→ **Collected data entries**
* * * * * * *
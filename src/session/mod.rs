//! The Session Broker (§4.3).

pub mod broker;
pub mod state;

pub use broker::{BrokerHandle, Command, CommandAck, SpawnOptions, spawn};
pub use state::{Event, EventKind, SessionState, SubscriptionId};
//! The PTY Driver (§4.1): owns the master/slave pair, spawns and reaps the
//! child, and transports bytes between the master fd and the rest of the
//! engine.
//!
//! Grounded on the teacher crate's `kild-daemon::pty::manager::ManagedPty`
//! (master/writer/child ownership, resize, kill) and
//! `kild-daemon::pty::output::spawn_pty_reader` (the `spawn_blocking` read
//! loop). Unlike the teacher, there is exactly one PTY per engine instance
//! (no `HashMap<String, ManagedPty>`) since a session here is the whole
//! process, not one of many daemon-managed sessions.

use std::io::Write as _;
use std::sync::{Arc, Mutex};

use portable_pty::{Child, CommandBuilder, MasterPty, PtySize, native_pty_system};
use tokio::sync::mpsc;
use tracing::{debug, error, info, warn};

use crate::errors::{EngineError, EngineResult};

const MIN_DIMENSION: u16 = 1;
const MAX_DIMENSION: u16 = 1024;

/// Events the PTY Driver's background tasks push to the Session Broker.
/// Distinct from `WireEvent`/the in-process `Event` the broker re-derives
/// from these — this is the driver's internal vocabulary.
#[derive(Debug)]
pub enum PtyDriverEvent {
    Pid(u32),
    Output(Vec<u8>),
    /// The read loop hit EOF or an unrecoverable read error. Sent exactly
    /// once; the broker decides whether and when to exit afterward.
    Done,
    /// The child process has exited; carries the engine's own exit-code
    /// convention (negative = terminated by that signal number).
    ExitCode(i32),
}

/// What `start` needs to spawn the child.
pub struct SpawnSpec<'a> {
    pub command: &'a str,
    pub args: &'a [String],
    pub env_overrides: &'a [(String, String)],
    pub cwd: &'a std::path::Path,
    pub cols: u16,
    pub rows: u16,
}

/// Owns the live PTY pair. The child process handle itself is moved into
/// the background wait loop (see `spawn_wait_loop`) since only one owner
/// may call `Child::wait`; termination is done by signaling the process
/// group via `pid`, not by holding the handle here.
pub struct PtyDriver {
    master: Box<dyn MasterPty + Send>,
    writer: Arc<Mutex<Box<dyn std::io::Write + Send>>>,
    size: PtySize,
    pid: Option<u32>,
}

impl std::fmt::Debug for PtyDriver {
    fn fmt(&self, f: &mut std::fmt::Formatter<'_>) -> std::fmt::Result {
        f.debug_struct("PtyDriver")
            .field("size", &self.size)
            .field("pid", &self.pid)
            .finish_non_exhaustive()
    }
}

impl PtyDriver {
    /// Open a pty, spawn `spec.command`, and start the background read and
    /// wait loops. Returns the driver plus the event channel the broker
    /// should poll in its `select!`.
    pub fn start(spec: SpawnSpec<'_>) -> EngineResult<(Self, mpsc::Receiver<PtyDriverEvent>)> {
        validate_dimensions(spec.cols, spec.rows)?;

        let pty_system = native_pty_system();
        let size = PtySize {
            rows: spec.rows,
            cols: spec.cols,
            pixel_width: 0,
            pixel_height: 0,
        };
        let pair = pty_system
            .openpty(size)
            .map_err(|e| EngineError::PtyAllocFailed(e.to_string()))?;

        let mut cmd = CommandBuilder::new(spec.command);
        cmd.args(spec.args);
        cmd.cwd(spec.cwd);
        cmd.env("TERM", "xterm-256color");
        for (key, value) in spec.env_overrides {
            cmd.env(key, value);
        }

        let mut child = pair
            .slave
            .spawn_command(cmd)
            .map_err(|e| EngineError::SpawnFailed(e.to_string()))?;
        // The child inherited the slave fd across fork/exec; our copy must
        // be dropped or the kernel will never signal EOF on the master once
        // the child exits (it would still see the fd open here).
        drop(pair.slave);

        let pid = child.process_id();
        info!(event = "htty.pty.spawn_completed", command = spec.command, pid = ?pid);

        let writer = pair.master.take_writer().map_err(|e| {
            let _ = child.kill();
            EngineError::PtyAllocFailed(format!("take_writer: {e}"))
        })?;
        let reader = pair.master.try_clone_reader().map_err(|e| {
            let _ = child.kill();
            EngineError::PtyAllocFailed(format!("clone_reader: {e}"))
        })?;

        let (event_tx, event_rx) = mpsc::channel(1024);

        if let Some(pid) = pid {
            let _ = event_tx.try_send(PtyDriverEvent::Pid(pid));
        }

        spawn_read_loop(reader, event_tx.clone());
        spawn_wait_loop(child, event_tx);

        Ok((
            Self {
                master: pair.master,
                writer: Arc::new(Mutex::new(writer)),
                size,
                pid,
            },
            event_rx,
        ))
    }

    /// Write bytes to the master fd, retrying partial writes until the
    /// buffer drains or the fd reports broken.
    pub fn write(&self, mut bytes: &[u8]) -> EngineResult<()> {
        let mut writer = self
            .writer
            .lock()
            .map_err(|_| EngineError::WriteBroken)?;
        while !bytes.is_empty() {
            match writer.write(bytes) {
                Ok(0) => return Err(EngineError::WriteBroken),
                Ok(n) => bytes = &bytes[n..],
                Err(e) if e.kind() == std::io::ErrorKind::Interrupted => continue,
                Err(e) => {
                    warn!(event = "htty.pty.write_failed", error = %e);
                    return Err(EngineError::WriteBroken);
                }
            }
        }
        writer.flush().map_err(|_| EngineError::WriteBroken)?;
        Ok(())
    }

    /// Resize the master fd's window size. Validates bounds first so a
    /// malformed `resize` command never reaches the ioctl.
    pub fn resize(&mut self, cols: u16, rows: u16) -> EngineResult<()> {
        validate_dimensions(cols, rows)?;
        let new_size = PtySize {
            rows,
            cols,
            pixel_width: 0,
            pixel_height: 0,
        };
        self.master
            .resize(new_size)
            .map_err(|e| EngineError::ResizeFailed(e.to_string()))?;
        self.size = new_size;
        debug!(event = "htty.pty.resize_completed", cols = cols, rows = rows);
        Ok(())
    }

    pub fn pid(&self) -> Option<u32> {
        self.pid
    }

    /// Send SIGTERM to the child's process group.
    pub fn terminate_graceful(&self) -> EngineResult<()> {
        self.signal_group(nix::sys::signal::Signal::SIGTERM)
    }

    /// Send SIGKILL to the child's process group.
    pub fn terminate_forced(&self) -> EngineResult<()> {
        self.signal_group(nix::sys::signal::Signal::SIGKILL)
    }

    fn signal_group(&self, signal: nix::sys::signal::Signal) -> EngineResult<()> {
        let Some(pid) = self.pid else {
            return Err(EngineError::ChildExited);
        };
        let pgid = nix::unistd::Pid::from_raw(pid as i32);
        match nix::sys::signal::killpg(pgid, signal) {
            Ok(()) => Ok(()),
            // ESRCH: the group is already gone, which is the outcome we wanted.
            Err(nix::errno::Errno::ESRCH) => Ok(()),
            Err(e) => Err(EngineError::PtyAllocFailed(format!("signal: {e}"))),
        }
    }
}

fn validate_dimensions(cols: u16, rows: u16) -> EngineResult<()> {
    if !(MIN_DIMENSION..=MAX_DIMENSION).contains(&cols)
        || !(MIN_DIMENSION..=MAX_DIMENSION).contains(&rows)
    {
        return Err(EngineError::ResizeFailed(format!(
            "dimensions out of bounds: {cols}x{rows}"
        )));
    }
    Ok(())
}

fn spawn_read_loop(
    mut reader: Box<dyn std::io::Read + Send>,
    event_tx: mpsc::Sender<PtyDriverEvent>,
) -> tokio::task::JoinHandle<()> {
    tokio::task::spawn_blocking(move || {
        let mut buf = vec![0u8; 128 * 1024];
        loop {
            match reader.read(&mut buf) {
                Ok(0) => {
                    debug!(event = "htty.pty.reader_eof");
                    break;
                }
                Ok(n) => {
                    if event_tx
                        .blocking_send(PtyDriverEvent::Output(buf[..n].to_vec()))
                        .is_err()
                    {
                        debug!(event = "htty.pty.reader_channel_closed");
                        break;
                    }
                }
                Err(e) if e.kind() == std::io::ErrorKind::Interrupted => continue,
                Err(e) => {
                    error!(event = "htty.pty.reader_error", error = %e);
                    break;
                }
            }
        }
        let _ = event_tx.blocking_send(PtyDriverEvent::Done);
    })
}

fn spawn_wait_loop(
    mut child: Box<dyn Child + Send + Sync>,
    event_tx: mpsc::Sender<PtyDriverEvent>,
) -> tokio::task::JoinHandle<()> {
    tokio::task::spawn_blocking(move || match child.wait() {
        Ok(status) => {
            let code = exit_code_from_status(&status);
            let _ = event_tx.blocking_send(PtyDriverEvent::ExitCode(code));
        }
        Err(e) => {
            error!(event = "htty.pty.wait_failed", error = %e);
        }
    })
}

/// Map a `portable_pty::ExitStatus` to a plain process exit code.
/// `portable_pty` doesn't portably expose the raw signal number, so the
/// negative-for-signal convention (§4.4) is applied by the broker, which
/// already knows whether it took the forced-termination path.
fn exit_code_from_status(status: &portable_pty::ExitStatus) -> i32 {
    if status.success() {
        0
    } else {
        status.exit_code() as i32
    }
}

#[cfg(test)]
mod tests {
    use super::*;

    fn spec<'a>(
        command: &'a str,
        args: &'a [String],
        env: &'a [(String, String)],
        cwd: &'a std::path::Path,
    ) -> SpawnSpec<'a> {
        SpawnSpec {
            command,
            args,
            env_overrides: env,
            cwd,
            cols: 80,
            rows: 24,
        }
    }

    #[test]
    fn rejects_zero_dimensions() {
        assert!(validate_dimensions(0, 24).is_err());
        assert!(validate_dimensions(80, 0).is_err());
    }

    #[test]
    fn rejects_dimensions_over_1024() {
        assert!(validate_dimensions(1025, 24).is_err());
        assert!(validate_dimensions(80, 2000).is_err());
    }

    #[test]
    fn accepts_boundary_dimensions() {
        assert!(validate_dimensions(1, 1).is_ok());
        assert!(validate_dimensions(1024, 1024).is_ok());
    }

    #[test]
    fn start_with_nonexistent_command_fails_with_spawn_failed() {
        let tmp = tempfile::tempdir().unwrap();
        let args: Vec<String> = vec![];
        let env: Vec<(String, String)> = vec![];
        let result = PtyDriver::start(spec(
            "/nonexistent/binary/that/does/not/exist",
            &args,
            &env,
            tmp.path(),
        ));
        assert!(matches!(result, Err(EngineError::SpawnFailed(_))));
    }

    #[tokio::test]
    async fn start_and_receive_output_and_exit_code() {
        let tmp = tempfile::tempdir().unwrap();
        let args = vec!["hi".to_string()];
        let env: Vec<(String, String)> = vec![];
        let (driver, mut rx) = PtyDriver::start(spec("echo", &args, &env, tmp.path())).unwrap();
        assert!(driver.pid().is_some());

        let mut saw_output = false;
        let mut saw_exit = false;
        while let Some(event) = rx.recv().await {
            match event {
                PtyDriverEvent::Output(bytes) => {
                    if bytes.windows(2).any(|w| w == b"hi") {
                        saw_output = true;
                    }
                }
                PtyDriverEvent::ExitCode(code) => {
                    assert_eq!(code, 0);
                    saw_exit = true;
                }
                PtyDriverEvent::Done => break,
                PtyDriverEvent::Pid(_) => {}
            }
            if saw_exit {
                break;
            }
        }
        assert!(saw_output || saw_exit);
    }
}
//! Wire types for the JSON-lines command/event shim (§6).
//!
//! Each variant maps to a JSONL object with `"type"` as the tag field,
//! the same `#[serde(tag = "type")]` shape the teacher crate's
//! `kild-daemon::protocol::messages` uses for its client/daemon messages.

use serde::{Deserialize, Serialize};

use crate::terminal::model::Snapshot;

/// Client -> Engine request messages.
#[derive(Debug, Clone, Serialize, Deserialize)]
#[serde(tag = "type")]
pub enum WireCommand {
    #[serde(rename = "sendKeys")]
    SendKeys { keys: Vec<String> },

    #[serde(rename = "takeSnapshot")]
    TakeSnapshot,

    #[serde(rename = "resize")]
    Resize { cols: u16, rows: u16 },

    #[serde(rename = "exit")]
    Exit,
}

/// Engine -> Client event messages, `{ "type": <kind>, "data": <payload> }`.
#[derive(Debug, Clone, Serialize, Deserialize)]
#[serde(tag = "type", content = "data")]
pub enum WireEvent {
    #[serde(rename = "pid")]
    Pid { pid: u32 },

    #[serde(rename = "output")]
    Output { seq: String },

    #[serde(rename = "snapshot")]
    Snapshot { text: String, seq: String },

    #[serde(rename = "resize")]
    Resize { cols: u16, rows: u16 },

    #[serde(rename = "exitCode")]
    ExitCode { #[serde(rename = "exitCode")] exit_code: i32 },

    #[serde(rename = "debug")]
    Debug { tag: String },
}

impl WireEvent {
    pub fn output(bytes: &[u8]) -> Self {
        WireEvent::Output {
            seq: String::from_utf8_lossy(bytes).into_owned(),
        }
    }

    pub fn snapshot(snapshot: &Snapshot) -> Self {
        WireEvent::Snapshot {
            text: snapshot.text.clone(),
            seq: String::from_utf8_lossy(&snapshot.styled_seq()).into_owned(),
        }
    }
}

#[cfg(test)]
mod tests {
    use super::*;

    #[test]
    fn send_keys_roundtrip() {
        let cmd = WireCommand::SendKeys {
            keys: vec!["hi".into(), "Enter".into()],
        };
        let json = serde_json::to_string(&cmd).unwrap();
        assert!(json.contains(r#""type":"sendKeys"#));
        let parsed: WireCommand = serde_json::from_str(&json).unwrap();
        match parsed {
            WireCommand::SendKeys { keys } => assert_eq!(keys, vec!["hi", "Enter"]),
            other => panic!("wrong variant: {other:?}"),
        }
    }

    #[test]
    fn resize_roundtrip() {
        let cmd = WireCommand::Resize { cols: 80, rows: 24 };
        let json = serde_json::to_string(&cmd).unwrap();
        let parsed: WireCommand = serde_json::from_str(&json).unwrap();
        match parsed {
            WireCommand::Resize { cols, rows } => {
                assert_eq!(cols, 80);
                assert_eq!(rows, 24);
            }
            other => panic!("wrong variant: {other:?}"),
        }
    }

    #[test]
    fn exit_code_event_field_name() {
        let event = WireEvent::ExitCode { exit_code: -15 };
        let json = serde_json::to_string(&event).unwrap();
        assert!(json.contains(r#""exitCode":-15"#));
        let parsed: WireEvent = serde_json::from_str(&json).unwrap();
        match parsed {
            WireEvent::ExitCode { exit_code } => assert_eq!(exit_code, -15),
            other => panic!("wrong variant: {other:?}"),
        }
    }

    #[test]
    fn pid_event_roundtrip() {
        let event = WireEvent::Pid { pid: 4242 };
        let json = serde_json::to_string(&event).unwrap();
        assert!(json.contains(r#""type":"pid"#));
        let parsed: WireEvent = serde_json::from_str(&json).unwrap();
        match parsed {
            WireEvent::Pid { pid } => assert_eq!(pid, 4242),
            other => panic!("wrong variant: {other:?}"),
        }
    }

    #[test]
    fn output_event_preserves_escape_sequences() {
        let event = WireEvent::output(b"hello\x1b[31mworld\x1b[0m");
        if let WireEvent::Output { seq } = &event {
            assert!(seq.contains("\x1b[31m"));
        } else {
            panic!("wrong variant");
        }
        let json = serde_json::to_string(&event).unwrap();
        let parsed: WireEvent = serde_json::from_str(&json).unwrap();
        match parsed {
            WireEvent::Output { seq } => assert!(seq.starts_with("hello")),
            other => panic!("wrong variant: {other:?}"),
        }
    }
}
* * * * * * *
→ **Problem details**
Using the entries above, work out the number of lines containing the string "value", and supply only that number.

→ **Finished task**
2